▶ Task brief:
Transcribe all of the listing exactly.
═══ Records supplied ═══
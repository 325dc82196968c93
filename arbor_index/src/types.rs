// Copyright 2025 the Arbor Authors
// SPDX-License-Identifier: Apache-2.0 OR MIT

//! Point capability, range bounds, and comparison helpers.

use alloc::boxed::Box;
use alloc::vec::Vec;
use core::cmp::Ordering;

/// Capability required of anything stored in an index: an ordered coordinate vector.
///
/// Every item stored in one index must report the same number of coordinates,
/// equal to the index's dimensionality.
///
/// ```rust
/// use arbor_index::Indexable;
///
/// #[derive(PartialEq)]
/// struct Site {
///     pos: [f64; 3],
///     name: &'static str,
/// }
///
/// impl Indexable for Site {
///     fn coordinates(&self) -> &[f64] {
///         &self.pos
///     }
/// }
///
/// let s = Site { pos: [1.0, 2.0, 3.0], name: "a" };
/// assert_eq!(s.coordinates()[2], 3.0);
/// ```
pub trait Indexable {
    /// The item's location, one value per axis.
    fn coordinates(&self) -> &[f64];
}

impl<const N: usize> Indexable for [f64; N] {
    #[inline]
    fn coordinates(&self) -> &[f64] {
        self
    }
}

impl Indexable for Vec<f64> {
    #[inline]
    fn coordinates(&self) -> &[f64] {
        self
    }
}

impl Indexable for Box<[f64]> {
    #[inline]
    fn coordinates(&self) -> &[f64] {
        self
    }
}

impl<T: Indexable + ?Sized> Indexable for &T {
    #[inline]
    fn coordinates(&self) -> &[f64] {
        (**self).coordinates()
    }
}

/// Inclusive bounds on a single axis, used by range queries.
#[derive(Copy, Clone, Debug, PartialEq)]
pub struct AxisRange {
    /// Smallest accepted coordinate.
    pub min: f64,
    /// Largest accepted coordinate.
    pub max: f64,
}

impl AxisRange {
    /// Create a range from its inclusive ends.
    pub const fn new(min: f64, max: f64) -> Self {
        Self { min, max }
    }

    /// Whether `v` lies in `[min, max]`.
    #[inline]
    pub fn contains(&self, v: f64) -> bool {
        le(self.min, v) && le(v, self.max)
    }

    /// Return true if the range is inverted or has a NaN end.
    pub fn is_empty(&self) -> bool {
        !le(self.min, self.max)
    }
}

impl From<[f64; 2]> for AxisRange {
    fn from([min, max]: [f64; 2]) -> Self {
        Self { min, max }
    }
}

impl From<(f64, f64)> for AxisRange {
    fn from((min, max): (f64, f64)) -> Self {
        Self { min, max }
    }
}

/// Whether every coordinate of `coords` lies within its range in `bounds`.
pub(crate) fn in_bounds(coords: &[f64], bounds: &[AxisRange]) -> bool {
    bounds
        .iter()
        .zip(coords)
        .all(|(range, &v)| range.contains(v))
}

/// Ascending ordering on one axis. NaN sorts last and never panics.
pub(crate) fn cmp_axis<I: Indexable>(a: &I, b: &I, axis: usize) -> Ordering {
    a.coordinates()[axis].total_cmp(&b.coordinates()[axis])
}

pub(crate) fn le(a: f64, b: f64) -> bool {
    a.partial_cmp(&b)
        .map(|o| o != Ordering::Greater)
        .unwrap_or(false)
}

pub(crate) fn ge(a: f64, b: f64) -> bool {
    a.partial_cmp(&b)
        .map(|o| o != Ordering::Less)
        .unwrap_or(false)
}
═══
▶ Response area:
repository 325dc82196968c93
filename arbor_index/src/types.rs
// Copyright 2025 the Arbor Authors
// SPDX-License-Identifier: Apache-2.0 OR MIT

//! Point capability, range bounds, and comparison helpers.

use alloc::boxed::Box;
use alloc::vec::Vec;
use core::cmp::Ordering;

/// Capability required of anything stored in an index: an ordered coordinate vector.
///
/// Every item stored in one index must report the same number of coordinates,
/// equal to the index's dimensionality.
///
/// ```rust
/// use arbor_index::Indexable;
///
/// #[derive(PartialEq)]
/// struct Site {
///     pos: [f64; 3],
///     name: &'static str,
/// }
///
/// impl Indexable for Site {
///     fn coordinates(&self) -> &[f64] {
///         &self.pos
///     }
/// }
///
/// let s = Site { pos: [1.0, 2.0, 3.0], name: "a" };
/// assert_eq!(s.coordinates()[2], 3.0);
/// ```
pub trait Indexable {
    /// The item's location, one value per axis.
    fn coordinates(&self) -> &[f64];
}

impl<const N: usize> Indexable for [f64; N] {
    #[inline]
    fn coordinates(&self) -> &[f64] {
        self
    }
}

impl Indexable for Vec<f64> {
    #[inline]
    fn coordinates(&self) -> &[f64] {
        self
    }
}

impl Indexable for Box<[f64]> {
    #[inline]
    fn coordinates(&self) -> &[f64] {
        self
    }
}

impl<T: Indexable + ?Sized> Indexable for &T {
    #[inline]
    fn coordinates(&self) -> &[f64] {
        (**self).coordinates()
    }
}

/// Inclusive bounds on a single axis, used by range queries.
#[derive(Copy, Clone, Debug, PartialEq)]
pub struct AxisRange {
    /// Smallest accepted coordinate.
    pub min: f64,
    /// Largest accepted coordinate.
    pub max: f64,
}

impl AxisRange {
    /// Create a range from its inclusive ends.
    pub const fn new(min: f64, max: f64) -> Self {
        Self { min, max }
    }

    /// Whether `v` lies in `[min, max]`.
    #[inline]
    pub fn contains(&self, v: f64) -> bool {
        le(self.min, v) && le(v, self.max)
    }

    /// Return true if the range is inverted or has a NaN end.
    pub fn is_empty(&self) -> bool {
        !le(self.min, self.max)
    }
}

impl From<[f64; 2]> for AxisRange {
    fn from([min, max]: [f64; 2]) -> Self {
        Self { min, max }
    }
}

impl From<(f64, f64)> for AxisRange {
    fn from((min, max): (f64, f64)) -> Self {
        Self { min, max }
    }
}

/// Whether every coordinate of `coords` lies within its range in `bounds`.
pub(crate) fn in_bounds(coords: &[f64], bounds: &[AxisRange]) -> bool {
    bounds
        .iter()
        .zip(coords)
        .all(|(range, &v)| range.contains(v))
}

/// Ascending ordering on one axis. NaN sorts last and never panics.
pub(crate) fn cmp_axis<I: Indexable>(a: &I, b: &I, axis: usize) -> Ordering {
    a.coordinates()[axis].total_cmp(&b.coordinates()[axis])
}

pub(crate) fn le(a: f64, b: f64) -> bool {
    a.partial_cmp(&b)
        .map(|o| o != Ordering::Greater)
        .unwrap_or(false)
}

pub(crate) fn ge(a: f64, b: f64) -> bool {
    a.partial_cmp(&b)
        .map(|o| o != Ordering::Less)
        .unwrap_or(false)
}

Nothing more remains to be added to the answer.